Issued on  | Posted on  | Report number: OIG-TMC-2010

FY 2010 TOP MANAGEMENT AND PERFORMANCE CHALLENGES IDENTIFIED BY OFFICE OF INSPECTOR GENERAL

Each year, the Office of Inspector General (OIG) of the Department of Health & Human Services (HHS or the Department) highlights to HHS and Congress the most significant challenges facing HHS. For 2010, OIG identified the following top management challenges for HHS:

HEALTH CARE REFORM IMPLEMENTATION

Esuring program integrity is critical as HHS implements the Patient Protection and Affordable Care Act (ACA.) The challenges of implementing the ACA while maintaining program integrity include:

  • meeting tight implementation timeframes
  • ensuring compliance with program rules
  • ensuring accuracy of claims data and payments
  • providing effective oversight of grants, contracts, and other obligations
  • promoting quality of care
  • implementing changes to Part D and other Medicare and Medicaid programs
  • responding to fraud schemes that put HHS and its beneficiaries at risk

INTEGRITY OF MEDICARE, MEDICAID, AND THE CHILDREN’S HEALTH INSURANCE PROGRAM

OIG has identified principles that guide the Department’s health care integrity strategy and that provide a framework for designing and implementing integrity safeguards to prevent fraud, waste, and abuse.
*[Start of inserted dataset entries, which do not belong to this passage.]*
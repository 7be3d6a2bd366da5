//! Single-step instruction interpretation.

use tracing::{trace, warn};
use z3::ast::Dynamic;

use veriscan_ir::{Expression, Instruction, Program};
use veriscan_smt::Smt;

use crate::config::Configuration;
use crate::context::{Context, Frame, Vertex};
use crate::encoder::{resolve_access, Encoder};
use crate::error::{EngineError, Result};
use crate::evaluator::Evaluator;
use crate::interface::FlatInterface;

/// The outcome of one step: usually one context, two at a forked
/// data-dependent branch, none when a reachability hint discards the
/// concretely implied direction and the other side is infeasible.
///
/// Successors are produced concrete-branch first; the fork, when
/// present, carries the opposite guard.
pub struct Successors<'ctx> {
    contexts: Vec<Context<'ctx>>,
}

impl<'ctx> Successors<'ctx> {
    fn none() -> Self {
        Self { contexts: Vec::new() }
    }

    fn single(context: Context<'ctx>) -> Self {
        Self { contexts: vec![context] }
    }

    fn pair(context: Context<'ctx>, forked: Option<Context<'ctx>>) -> Self {
        let mut contexts = vec![context];
        contexts.extend(forked);
        Self { contexts }
    }

    /// The successors in production order.
    pub fn into_vec(self) -> Vec<Context<'ctx>> {
        self.contexts
    }
}

/// The per-instruction interpreter for the concolic flavors.
pub struct Executor<'a, 'ctx> {
    smt: &'a Smt<'ctx>,
    program: &'a Program,
    interface: &'a FlatInterface,
    config: &'a Configuration,
    encoder: Encoder<'a, 'ctx>,
    evaluator: Evaluator<'a, 'ctx>,
}

impl<'a, 'ctx> Executor<'a, 'ctx> {
    /// Create an executor.
    pub fn new(
        smt: &'a Smt<'ctx>,
        program: &'a Program,
        interface: &'a FlatInterface,
        config: &'a Configuration,
    ) -> Self {
        Self {
            smt,
            program,
            interface,
            config,
            encoder: Encoder::new(smt, interface),
            evaluator: Evaluator::new(smt, interface),
        }
    }

    /// Execute the instruction at the context's current vertex.
    pub fn execute(&self, mut context: Context<'ctx>) -> Result<Successors<'ctx>> {
        let vertex = context.state().vertex().clone();
        let graph = self
            .program
            .graph(&vertex.graph)
            .ok_or_else(|| EngineError::unresolved(vertex.graph.clone()))?;

        if vertex.label == graph.exit() {
            if context.depth() > 1 {
                // Return from the callee to the stored return label.
                let callee_frame = context.pop_frame().expect("depth checked above");
                let caller_graph = context.frame().graph().to_string();
                trace!(callee = %callee_frame, "returning from callee");
                context
                    .state_mut()
                    .set_vertex(Vertex::new(caller_graph, callee_frame.return_label()));
                return Ok(Successors::single(context));
            }
            return self.finish_cycle(context);
        }

        let instruction = graph
            .instruction(vertex.label)
            .ok_or_else(|| {
                EngineError::from(veriscan_ir::IrError::new(
                    veriscan_ir::IrErrorKind::DanglingLabel { target: vertex.label },
                ))
                .in_graph(vertex.graph.clone())
            })?
            .clone();

        let outcome = match instruction {
            Instruction::Assign { variable, expression, next, .. } => {
                if matches!(expression, Expression::NondeterministicConstant) {
                    // A sole nondeterministic right-hand side havocs the
                    // assigned variable.
                    self.havoc(context, &vertex, &variable, next)
                } else {
                    self.assign(context, &vertex, &variable, &expression, next)
                }
            }
            Instruction::Havoc { variable, next } => self.havoc(context, &vertex, &variable, next),
            Instruction::Goto { next } => {
                context.state_mut().set_vertex(Vertex::new(vertex.graph.clone(), next));
                Ok(Successors::single(context))
            }
            Instruction::If { condition, goto_then, goto_else } => {
                self.branch(context, &vertex, &condition, goto_then, goto_else)
            }
            Instruction::While { condition, goto_body, goto_exit } => {
                self.branch(context, &vertex, &condition, goto_body, goto_exit)
            }
            Instruction::Call { callee, goto_intraprocedural, .. } => {
                self.call(context, &vertex, &callee, goto_intraprocedural)
            }
        };
        outcome.map_err(|error| locate(error, &vertex))
    }

    fn assign(
        &self,
        mut context: Context<'ctx>,
        vertex: &Vertex,
        variable: &Expression,
        expression: &Expression,
        next: usize,
    ) -> Result<Successors<'ctx>> {
        let scope = context.frame().scope().to_string();
        let cycle = context.cycle();
        let symbolic = self.encoder.encode(expression, &scope, context.state(), cycle)?;
        let concrete = self.evaluator.evaluate(expression, &scope, context.state(), cycle)?;
        let (flattened_name, _) = resolve_access(self.interface, &scope, variable)?;

        let state = context.state_mut();
        state.bump_version(&flattened_name);
        let contextualized_name = state.current_name(&flattened_name, cycle);
        trace!(name = %contextualized_name, value = %concrete, "assign");
        state.set_symbolic(contextualized_name.clone(), symbolic);
        state.set_concrete(contextualized_name, concrete);
        state.set_vertex(Vertex::new(vertex.graph.clone(), next));
        Ok(Successors::single(context))
    }

    fn havoc(
        &self,
        mut context: Context<'ctx>,
        vertex: &Vertex,
        variable: &Expression,
        next: usize,
    ) -> Result<Successors<'ctx>> {
        let scope = context.frame().scope().to_string();
        let cycle = context.cycle();
        let (flattened_name, data_type) = resolve_access(self.interface, &scope, variable)?;
        let data_type = data_type.clone();

        let state = context.state_mut();
        state.bump_version(&flattened_name);
        let contextualized_name = state.current_name(&flattened_name, cycle);
        let symbol = self.smt.constant(&contextualized_name, &data_type)?;
        let witness = self.smt.random_value(&data_type)?;
        trace!(name = %contextualized_name, witness = %witness, "havoc");
        state.set_symbolic(contextualized_name.clone(), symbol);
        state.set_concrete(contextualized_name, witness);
        state.set_vertex(Vertex::new(vertex.graph.clone(), next));
        Ok(Successors::single(context))
    }

    fn branch(
        &self,
        mut context: Context<'ctx>,
        vertex: &Vertex,
        condition: &Expression,
        then_label: usize,
        else_label: usize,
    ) -> Result<Successors<'ctx>> {
        let scope = context.frame().scope().to_string();
        let cycle = context.cycle();
        let encoded = self.encoder.encode(condition, &scope, context.state(), cycle)?;
        let phi = encoded
            .as_bool()
            .ok_or_else(|| EngineError::sort_mismatch("branch condition"))?;
        let value = self.evaluator.evaluate(condition, &scope, context.state(), cycle)?;
        let taken = Smt::bool_from(&value).ok_or_else(EngineError::non_concrete_condition)?;

        // The original context keeps its concrete branch so its store
        // stays a model of its path constraint; the fork takes the
        // opposite direction.
        let (concrete_label, opposite_label, positive, negative) = if taken {
            (then_label, else_label, phi.clone(), phi.not())
        } else {
            (else_label, then_label, phi.not(), phi)
        };

        let (then_feasible, else_feasible) =
            self.config.branch_feasibility(&vertex.graph, vertex.label);
        let concrete_feasible =
            if concrete_label == then_label { then_feasible } else { else_feasible };
        let opposite_feasible =
            if opposite_label == then_label { then_feasible } else { else_feasible };

        let forked = if opposite_feasible {
            let mut assertions = context.state().path_constraint().to_vec();
            assertions.push(negative.clone());
            let closure = context.state().definitional_closure(self.smt, &assertions);
            assertions.extend(closure);
            match self.smt.check(&assertions)? {
                Some(model) => {
                    trace!(vertex = %vertex, "forking opposite branch");
                    Some(context.fork(
                        self.smt,
                        Vertex::new(vertex.graph.clone(), opposite_label),
                        &model,
                        negative,
                    ))
                }
                None => None,
            }
        } else {
            trace!(vertex = %vertex, "opposite branch pruned by reachability hint");
            None
        };

        if !concrete_feasible {
            // The abstract pre-pass proved the concretely implied side
            // unreachable in the real system; only the other side, when
            // satisfiable, continues.
            warn!(vertex = %vertex, "concretely implied branch hinted infeasible");
            return Ok(match forked {
                Some(forked) => Successors::single(forked),
                None => Successors::none(),
            });
        }

        context.state_mut().push_path_constraint(positive);
        context.state_mut().set_vertex(Vertex::new(vertex.graph.clone(), concrete_label));
        Ok(Successors::pair(context, forked))
    }

    fn call(
        &self,
        mut context: Context<'ctx>,
        vertex: &Vertex,
        callee: &Expression,
        return_label: usize,
    ) -> Result<Successors<'ctx>> {
        let graph = self
            .program
            .graph(&vertex.graph)
            .ok_or_else(|| EngineError::unresolved(vertex.graph.clone()))?;
        let callee_graph = self.program.callee(graph, callee)?;
        let instance_path = callee
            .access_path()
            .ok_or_else(|| EngineError::unsupported("call target is not an access"))?;
        let scope = format!("{}.{}", context.frame().scope(), instance_path);
        trace!(callee = callee_graph.name(), scope = %scope, "entering callee");
        context.push_frame(Frame::new(callee_graph.name(), scope, return_label));
        context
            .state_mut()
            .set_vertex(Vertex::new(callee_graph.name(), callee_graph.entry()));
        Ok(Successors::single(context))
    }

    /// Cross the cycle boundary: whole-program inputs get fresh symbols
    /// and fresh witness values at the new cycle, every other variable
    /// carries its last valuation forward, and versions reset under the
    /// incremented cycle suffix.
    fn finish_cycle(&self, mut context: Context<'ctx>) -> Result<Successors<'ctx>> {
        let previous_cycle = context.cycle();
        let next_cycle = previous_cycle + 1;
        trace!(cycle = next_cycle, "crossing cycle boundary");
        for variable in self.interface.variables() {
            let old_name = context.state().current_name(&variable.name, previous_cycle);
            let new_name = format!("{}_0__{}", variable.name, next_cycle);
            if self.interface.is_whole_program_input(&variable.name) {
                let symbol = self.smt.constant(&new_name, &variable.data_type)?;
                let witness = self.smt.random_value(&variable.data_type)?;
                context.state_mut().set_symbolic(new_name.clone(), symbol);
                context.state_mut().set_concrete(new_name, witness);
            } else {
                let symbolic: Dynamic<'ctx> = context
                    .state()
                    .symbolic_value(&old_name)
                    .cloned()
                    .ok_or_else(|| EngineError::unresolved(old_name.clone()))?;
                let concrete: Dynamic<'ctx> = context
                    .state()
                    .concrete_value(&old_name)
                    .cloned()
                    .ok_or_else(|| EngineError::unresolved(old_name.clone()))?;
                context.state_mut().set_symbolic(new_name.clone(), symbolic);
                context.state_mut().set_concrete(new_name, concrete);
            }
        }
        context.state_mut().reset_versions();
        context.set_cycle(next_cycle);
        let main = self.program.main();
        context.state_mut().set_vertex(Vertex::new(main.name(), main.entry()));
        Ok(Successors::single(context))
    }
}

fn locate(error: EngineError, vertex: &Vertex) -> EngineError {
    if error.graph.is_some() {
        error
    } else {
        error.in_graph(vertex.graph.clone()).at_label(vertex.label)
    }
}
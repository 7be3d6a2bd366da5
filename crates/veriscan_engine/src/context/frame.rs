//! Call-stack frames.

use std::fmt;

/// One live invocation.
///
/// A frame holds the name of the executing graph, the scope prefix that
/// qualifies variable accesses, and the caller label to resume at when
/// the callee's exit is reached. Frames hold no references into the
/// program; the executor resolves the graph by name per step.
#[derive(Debug, Clone, PartialEq, Eq)]
pub struct Frame {
    graph: String,
    scope: String,
    return_label: usize,
}

impl Frame {
    /// Create a frame.
    pub fn new(graph: impl Into<String>, scope: impl Into<String>, return_label: usize) -> Self {
        Self { graph: graph.into(), scope: scope.into(), return_label }
    }

    /// The name of the executing graph.
    pub fn graph(&self) -> &str {
        &self.graph
    }

    /// The scope prefix. An access `x` under scope `P.f` resolves to the
    /// flattened name `P.f.x`.
    pub fn scope(&self) -> &str {
        &self.scope
    }

    /// The caller label to resume at after the callee exits.
    pub fn return_label(&self) -> usize {
        self.return_label
    }
}

impl fmt::Display for Frame {
    fn fmt(&self, f: &mut fmt::Formatter<'_>) -> fmt::Result {
        write!(f, "{}@{}", self.scope, self.return_label)
    }
}
//! Divergence-aware symbolic lowering.

use std::cell::Cell;

use z3::ast::Dynamic;

use veriscan_ir::Expression;
use veriscan_smt::Smt;

use crate::config::ShadowProcessingMode;
use crate::encoder::{resolve_access, VersionLookup};
use crate::error::{EngineError, Result};
use crate::interface::FlatInterface;
use crate::ops;
use crate::shadow::state::DivergentState;

/// Prefix of minted symbolic shadow names.
pub const SYMBOLIC_SHADOW_PREFIX: &str = "sshadow";

/// Like the plain encoder, plus `change(old, new)` handling.
///
/// In the BOTH mode every change expression mints a fresh shadow symbol,
/// records the pair of encoded halves in the state's symbolic shadow
/// registry, and returns the symbol; in OLD or NEW the chosen half is
/// encoded directly. The shadow version counter is monotone across the
/// whole run so minted names never collide.
pub struct ShadowEncoder<'a, 'ctx> {
    smt: &'a Smt<'ctx>,
    interface: &'a FlatInterface,
    shadow_version: Cell<u32>,
}

impl<'a, 'ctx> ShadowEncoder<'a, 'ctx> {
    /// Create a divergence-aware encoder.
    pub fn new(smt: &'a Smt<'ctx>, interface: &'a FlatInterface) -> Self {
        Self { smt, interface, shadow_version: Cell::new(0) }
    }

    /// Lower `expression`, recording shadow pairs into `state`.
    pub fn encode(
        &self,
        expression: &Expression,
        scope: &str,
        state: &mut DivergentState<'ctx>,
        cycle: u32,
        mode: ShadowProcessingMode,
    ) -> Result<Dynamic<'ctx>> {
        match expression {
            Expression::BooleanConstant(value) => {
                Ok(Dynamic::from_ast(&self.smt.bool_value(*value)))
            }
            Expression::IntegerConstant(value) | Expression::TimeConstant(value) => {
                Ok(Dynamic::from_ast(&self.smt.int_value(*value)))
            }
            Expression::EnumeratedValue { index, .. } => {
                Ok(Dynamic::from_ast(&self.smt.int_value(*index)))
            }
            Expression::NondeterministicConstant => Err(EngineError::unsupported(
                "nondeterministic constant outside a sole assignment right-hand side",
            )),
            Expression::VariableAccess(_) | Expression::FieldAccess { .. } => {
                let (flattened_name, data_type) =
                    resolve_access(self.interface, scope, expression)?;
                let contextualized_name = state.state().contextualized(&flattened_name, cycle);
                Ok(self.smt.constant(&contextualized_name, data_type)?)
            }
            Expression::Unary { op, operand } => {
                let operand = self.encode(operand, scope, state, cycle, mode)?;
                ops::apply_unary(*op, operand)
            }
            Expression::Binary { op, left, right } => {
                let left = self.encode(left, scope, state, cycle, mode)?;
                let right = self.encode(right, scope, state, cycle, mode)?;
                ops::apply_binary(self.smt, *op, left, right)
            }
            Expression::Change { old, new } => match mode {
                ShadowProcessingMode::None => Err(EngineError::unsupported(
                    "change expression while shadow processing mode is NONE",
                )),
                ShadowProcessingMode::Old => self.encode(old, scope, state, cycle, mode),
                ShadowProcessingMode::New => self.encode(new, scope, state, cycle, mode),
                ShadowProcessingMode::Both => {
                    let old_term = self.encode(old, scope, state, cycle, mode)?;
                    let new_term = self.encode(new, scope, state, cycle, mode)?;
                    let version = self.shadow_version.get();
                    self.shadow_version.set(version + 1);
                    let shadow_name =
                        format!("{}_{}__{}", SYMBOLIC_SHADOW_PREFIX, version, cycle);
                    let shadow = if old_term.as_bool().is_some() && new_term.as_bool().is_some() {
                        Dynamic::from_ast(&self.smt.bool_constant(&shadow_name))
                    } else if old_term.as_int().is_some() && new_term.as_int().is_some() {
                        Dynamic::from_ast(&self.smt.int_constant(&shadow_name))
                    } else {
                        return Err(EngineError::sort_mismatch("change expression"));
                    };
                    state.set_symbolic_shadow(shadow_name, old_term, new_term);
                    Ok(shadow)
                }
            },
            Expression::BooleanToIntegerCast(operand) => {
                let operand = self.encode(operand, scope, state, cycle, mode)?;
                ops::bool_to_int(self.smt, operand)
            }
            Expression::IntegerToBooleanCast(operand) => {
                let operand = self.encode(operand, scope, state, cycle, mode)?;
                ops::int_to_bool(self.smt, operand)
            }
            Expression::Phi { .. } => {
                Err(EngineError::unsupported("phi expression outside merging"))
            }
        }
    }
}
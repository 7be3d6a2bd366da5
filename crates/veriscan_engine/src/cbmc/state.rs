//! Verification-condition states.

use std::collections::BTreeMap;
use std::fmt;

use z3::ast::{Ast, Bool, Dynamic};

use veriscan_smt::Smt;

use crate::context::Vertex;
use crate::encoder::VersionLookup;

/// The reified control-flow state of the verification-condition flavor.
///
/// Instead of a path constraint, the state carries three maps keyed by
/// assumption-literal name:
///
/// - `assumption_literals`: the predecessor literals of each block; the
///   block is reachable when one of them is,
/// - `assumptions`: the branch guards that must hold for control to
///   enter the block,
/// - `hard_constraints`: the SSA definitions `name = term` established
///   inside the block.
///
/// There is no concrete store; concrete witnesses come from models of
/// reachability queries.
#[derive(Debug, Clone)]
pub struct VcState<'ctx> {
    vertex: Vertex,
    initial_valuations: BTreeMap<String, Dynamic<'ctx>>,
    versions: BTreeMap<String, u32>,
    assumption_literal_name: String,
    assumption_literal: Bool<'ctx>,
    assumption_literals: BTreeMap<String, Vec<Bool<'ctx>>>,
    assumptions: BTreeMap<String, Vec<Bool<'ctx>>>,
    hard_constraints: BTreeMap<String, BTreeMap<String, Dynamic<'ctx>>>,
}

impl<'ctx> VcState<'ctx> {
    /// Create the initial state of a run. The entry block's literal is
    /// unconditionally reachable.
    pub fn new(
        smt: &Smt<'ctx>,
        vertex: Vertex,
        initial_valuations: BTreeMap<String, Dynamic<'ctx>>,
        versions: BTreeMap<String, u32>,
        assumption_literal_name: String,
    ) -> Self {
        let assumption_literal = smt.bool_constant(&assumption_literal_name);
        let mut assumption_literals = BTreeMap::new();
        assumption_literals
            .insert(assumption_literal_name.clone(), vec![smt.bool_value(true)]);
        Self {
            vertex,
            initial_valuations,
            versions,
            assumption_literal_name,
            assumption_literal,
            assumption_literals,
            assumptions: BTreeMap::new(),
            hard_constraints: BTreeMap::new(),
        }
    }

    /// The current vertex.
    pub fn vertex(&self) -> &Vertex {
        &self.vertex
    }

    /// Move to another vertex within the current block.
    pub fn set_vertex(&mut self, vertex: Vertex) {
        self.vertex = vertex;
    }

    /// The current block's assumption literal.
    pub fn assumption_literal(&self) -> &Bool<'ctx> {
        &self.assumption_literal
    }

    /// The current block's assumption-literal name.
    pub fn assumption_literal_name(&self) -> &str {
        &self.assumption_literal_name
    }

    /// The recorded initial valuations, contextualized name to term.
    pub fn initial_valuations(&self) -> &BTreeMap<String, Dynamic<'ctx>> {
        &self.initial_valuations
    }

    /// Bump and return the new version of a flattened name.
    pub fn bump_version(&mut self, flattened_name: &str) -> u32 {
        let version = self.versions.entry(flattened_name.to_string()).or_insert(0);
        *version += 1;
        *version
    }

    /// Reset every version to zero at a cycle boundary.
    pub fn reset_versions(&mut self) {
        self.versions.clear();
    }

    /// The version map entries in name order.
    pub fn versions(&self) -> impl Iterator<Item = (&String, u32)> {
        self.versions.iter().map(|(name, version)| (name, *version))
    }

    /// Force a flattened name to a version at least `target`.
    pub fn raise_version(&mut self, flattened_name: &str, target: u32) {
        let version = self.versions.entry(flattened_name.to_string()).or_insert(0);
        if *version < target {
            *version = target;
        }
    }

    /// Record a predecessor literal of a block, deduplicating
    /// structurally equal entries.
    pub fn push_assumption_literal(&mut self, block_name: impl Into<String>, literal: Bool<'ctx>) {
        let entry = self.assumption_literals.entry(block_name.into()).or_default();
        if !entry.contains(&literal) {
            entry.push(literal);
        }
    }

    /// Record a guarded assumption of a block.
    pub fn push_assumption(&mut self, block_name: impl Into<String>, assumption: Bool<'ctx>) {
        let entry = self.assumptions.entry(block_name.into()).or_default();
        if !entry.contains(&assumption) {
            entry.push(assumption);
        }
    }

    /// Record an SSA definition established inside a block.
    pub fn push_hard_constraint(
        &mut self,
        block_name: impl Into<String>,
        contextualized_name: impl Into<String>,
        term: Dynamic<'ctx>,
    ) {
        self.hard_constraints
            .entry(block_name.into())
            .or_default()
            .insert(contextualized_name.into(), term);
    }

    /// Enter a new block unconditionally: the new literal's only
    /// predecessor is the current block.
    pub fn advance_block(
        &mut self,
        smt: &Smt<'ctx>,
        vertex: Vertex,
        block_name: impl Into<String>,
    ) {
        let block_name = block_name.into();
        let literal = smt.bool_constant(&block_name);
        self.push_assumption_literal(block_name.clone(), self.assumption_literal.clone());
        self.assumption_literal_name = block_name;
        self.assumption_literal = literal;
        self.vertex = vertex;
    }

    /// Enter a branch successor block: the guard becomes a guarded
    /// assumption of the successor, whose predecessor is the current
    /// block.
    pub fn branch_child(
        &self,
        smt: &Smt<'ctx>,
        vertex: Vertex,
        block_name: impl Into<String>,
        guard: Bool<'ctx>,
    ) -> VcState<'ctx> {
        let block_name = block_name.into();
        let mut child = self.clone();
        child.push_assumption_literal(block_name.clone(), self.assumption_literal.clone());
        child.push_assumption(block_name.clone(), guard);
        child.assumption_literal = smt.bool_constant(&block_name);
        child.assumption_literal_name = block_name;
        child.vertex = vertex;
        child
    }

    /// The full verification-condition system of this state:
    /// reachability implications, guarded assumptions, SSA definitions,
    /// and the initial valuations.
    pub fn system(&self, smt: &Smt<'ctx>) -> Vec<Bool<'ctx>> {
        let mut system = Vec::new();
        for (block_name, predecessors) in &self.assumption_literals {
            let literal = smt.bool_constant(block_name);
            system.push(literal.implies(&smt.disjoin(predecessors)));
        }
        for (block_name, assumptions) in &self.assumptions {
            let literal = smt.bool_constant(block_name);
            for assumption in assumptions {
                system.push(literal.implies(assumption));
            }
        }
        for (block_name, constraints) in &self.hard_constraints {
            let literal = smt.bool_constant(block_name);
            for (contextualized_name, term) in constraints {
                let constant = constant_like(smt, contextualized_name, term);
                system.push(literal.implies(&constant._eq(term)));
            }
        }
        for (contextualized_name, term) in &self.initial_valuations {
            // Value entries pin the initial state; input entries are the
            // free symbols themselves and stay unconstrained.
            if Smt::is_value(term) {
                let constant = constant_like(smt, contextualized_name, term);
                system.push(constant._eq(term));
            }
        }
        system
    }

    /// Fuse another state arriving at the same vertex into this one.
    ///
    /// The union of the three maps is taken with structural
    /// deduplication; the join block's predecessors are both sides'
    /// current literals. Where the two sides left a flattened name at
    /// different versions, a fresh version is minted and each side's
    /// block assumes the corresponding equality.
    pub fn merge(
        &mut self,
        smt: &Smt<'ctx>,
        other: VcState<'ctx>,
        join_block_name: String,
        sort_of: impl Fn(&str) -> Option<Dynamic<'ctx>>,
        cycle: u32,
    ) {
        let left_literal = self.assumption_literal.clone();
        let left_block = self.assumption_literal_name.clone();
        let right_literal = other.assumption_literal.clone();
        let right_block = other.assumption_literal_name.clone();

        for (block_name, predecessors) in other.assumption_literals {
            for predecessor in predecessors {
                self.push_assumption_literal(block_name.clone(), predecessor);
            }
        }
        for (block_name, assumptions) in other.assumptions {
            for assumption in assumptions {
                self.push_assumption(block_name.clone(), assumption);
            }
        }
        for (block_name, constraints) in other.hard_constraints {
            for (contextualized_name, term) in constraints {
                self.push_hard_constraint(block_name.clone(), contextualized_name, term);
            }
        }

        // Reconcile diverged versions with guarded phi equalities.
        let right_versions: BTreeMap<String, u32> = other
            .versions
            .iter()
            .map(|(name, version)| (name.clone(), *version))
            .collect();
        let mut names: Vec<String> = self.versions.keys().cloned().collect();
        names.extend(right_versions.keys().cloned());
        names.sort();
        names.dedup();
        for flattened_name in names {
            let left_version = self.versions.get(&flattened_name).copied().unwrap_or(0);
            let right_version = right_versions.get(&flattened_name).copied().unwrap_or(0);
            if left_version == right_version {
                continue;
            }
            let merged_version = left_version.max(right_version) + 1;
            self.raise_version(&flattened_name, merged_version);
            if let Some(template) = sort_of(&flattened_name) {
                let merged_name =
                    format!("{}_{}__{}", flattened_name, merged_version, cycle);
                let merged_constant = constant_like(smt, &merged_name, &template);
                let left_name = format!("{}_{}__{}", flattened_name, left_version, cycle);
                let right_name = format!("{}_{}__{}", flattened_name, right_version, cycle);
                self.push_assumption(
                    left_block.clone(),
                    merged_constant._eq(&constant_like(smt, &left_name, &template)),
                );
                self.push_assumption(
                    right_block.clone(),
                    merged_constant._eq(&constant_like(smt, &right_name, &template)),
                );
            }
        }

        self.push_assumption_literal(join_block_name.clone(), left_literal);
        self.push_assumption_literal(join_block_name.clone(), right_literal);
        self.assumption_literal = smt.bool_constant(&join_block_name);
        self.assumption_literal_name = join_block_name;
    }
}

impl VersionLookup for VcState<'_> {
    fn version(&self, flattened_name: &str) -> u32 {
        self.versions.get(flattened_name).copied().unwrap_or(0)
    }
}

/// A free constant named `name` with the sort of `template`.
fn constant_like<'ctx>(smt: &Smt<'ctx>, name: &str, template: &Dynamic<'ctx>) -> Dynamic<'ctx> {
    if template.as_bool().is_some() {
        Dynamic::from_ast(&smt.bool_constant(name))
    } else {
        Dynamic::from_ast(&smt.int_constant(name))
    }
}

impl fmt::Display for VcState<'_> {
    fn fmt(&self, f: &mut fmt::Formatter<'_>) -> fmt::Result {
        writeln!(f, "vertex: {}", self.vertex)?;
        writeln!(f, "block: {}", self.assumption_literal_name)?;
        writeln!(f, "predecessors: {{")?;
        for (block_name, predecessors) in &self.assumption_literals {
            write!(f, "  {}: [", block_name)?;
            for (position, predecessor) in predecessors.iter().enumerate() {
                if position > 0 {
                    write!(f, ", ")?;
                }
                write!(f, "{}", predecessor)?;
            }
            writeln!(f, "]")?;
        }
        writeln!(f, "}}")
    }
}

#[cfg(test)]
mod tests {
    use super::*;

    fn with_smt(run: impl FnOnce(&Smt)) {
        let config = z3::Config::new();
        let context = z3::Context::new(&config);
        run(&Smt::new(&context));
    }

    #[test]
    fn predecessor_literals_deduplicate_structurally() {
        with_smt(|smt| {
            let mut state = VcState::new(
                smt,
                Vertex::new("P", 0),
                BTreeMap::new(),
                BTreeMap::new(),
                "b_P_0__0".to_string(),
            );
            let predecessor = smt.bool_constant("b_P_1__0");
            state.push_assumption_literal("b_P_2__0", predecessor.clone());
            state.push_assumption_literal("b_P_2__0", predecessor);
            assert_eq!(state.assumption_literals["b_P_2__0"].len(), 1);
        });
    }

    #[test]
    fn branch_children_share_the_prefix() {
        with_smt(|smt| {
            let mut versions = BTreeMap::new();
            versions.insert("P.x".to_string(), 0);
            let state = VcState::new(
                smt,
                Vertex::new("P", 0),
                BTreeMap::new(),
                versions,
                "b_P_0__0".to_string(),
            );
            let guard = smt.bool_constant("P.x_0__0");
            let child =
                state.branch_child(smt, Vertex::new("P", 1), "b_P_1__0", guard.clone());
            assert_eq!(child.assumption_literal_name(), "b_P_1__0");
            assert_eq!(child.assumptions["b_P_1__0"], vec![guard]);
            assert_eq!(
                child.assumption_literals["b_P_1__0"],
                vec![state.assumption_literal().clone()]
            );
        });
    }

    #[test]
    fn the_system_is_checkable_under_the_exit_literal() {
        with_smt(|smt| {
            // entry: x := 1; exit. The exit block must be reachable and
            // force x_1 = 1.
            let mut state = VcState::new(
                smt,
                Vertex::new("P", 0),
                BTreeMap::new(),
                BTreeMap::new(),
                "b_P_0__0".to_string(),
            );
            state.bump_version("P.x");
            state.push_hard_constraint(
                "b_P_0__0",
                "P.x_1__0",
                Dynamic::from_ast(&smt.int_value(1)),
            );
            state.advance_block(smt, Vertex::new("P", 1), "b_P_1__0");

            let system = state.system(smt);
            let exit = state.assumption_literal().clone();
            match smt.check_under_assumptions(&system, &[exit]).unwrap() {
                veriscan_smt::AssumptionOutcome::Sat(model) => {
                    let x = Dynamic::from_ast(&smt.int_constant("P.x_1__0"));
                    assert_eq!(
                        smt.model_value(&model, &x).and_then(|term| Smt::int_from(&term)),
                        Some(1)
                    );
                }
                veriscan_smt::AssumptionOutcome::Unsat { .. } => {
                    panic!("exit should be reachable")
                }
            }
        });
    }
}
  • Enrollment: HHS faces challenges in ensuring the integrity of the programs’ provider and supplier enrollment processes. A small percentage of providers and suppliers intent on defrauding these programs has exploited weaknesses in the enrollment process, draining resources that should be spent on providing care to beneficiaries. Scrutinizing providers and suppliers who apply to participate in Medicare, Medicaid, and CHIP is crucial to program integrity.
  • Payment: The importance of establishing and maintaining the integrity of payment methodologies is critical so that scarce resources are not lost to fraud, waste, and abuse and that the quality of beneficiary care is not diminished. Initial payment methodologies must be set to fairly reimburse for appropriate care while remaining responsive to changes in practice and in the marketplace.
  • Compliance: Effectively combating fraud, waste, and abuse includes ensuring that providers and suppliers are well informed about program rules and are active partners in compliance efforts.
  • Oversight: HHS must provide appropriate oversight and implement effective measures to prevent and detect fraud, waste, and abuse, while making timely payments to legitimate providers. Schemes have become increasingly sophisticated, and criminals adapt to oversight efforts. To address this challenge, the Centers for Medicare & Medicaid Services (CMS) must use analysis of claims data and other tools to vigilantly monitor the programs for evidence of fraud, waste, and abuse.
  • Response: The Government must respond swiftly to fraud, impose appropriate punishment to deter others, and promptly eliminate program vulnerabilities. The Medicare, Medicaid, and CHIP administration and program integrity responsibilities are divided among a variety of contractors and systems. Because of the size and complexity of the programs, it is often difficult for CMS to respond swiftly, which can result in a significant monetary loss before a remedy is applied.
  • Quality: The challenge of ensuring that beneficiaries receive quality health care has many dimensions, including overseeing providers’ compliance with quality-of-care standards, ensuring patient safety, and identifying opportunities for improvements in quality of care
  • INTEGRITY OF DEPARTMENT’S PUBLIC HEALTH AND HUMAN SERVICES PROGRAMS

    HHS faces important challenges in ensuring integrity of its public health and human services programs:

    • Food, Drugs, and Medical Devices: Recent outbreaks of food-borne illness and increased drug and medical device recalls underscore the importance of ensuring the safety and security of the Nation’s food supply, human and veterinary drugs, biologics, and medical devices. Ensuring that drugs, biologics, and medical devices are labeled and advertised appropriately is more demanding than ever given technological advances in the media used to promote such products.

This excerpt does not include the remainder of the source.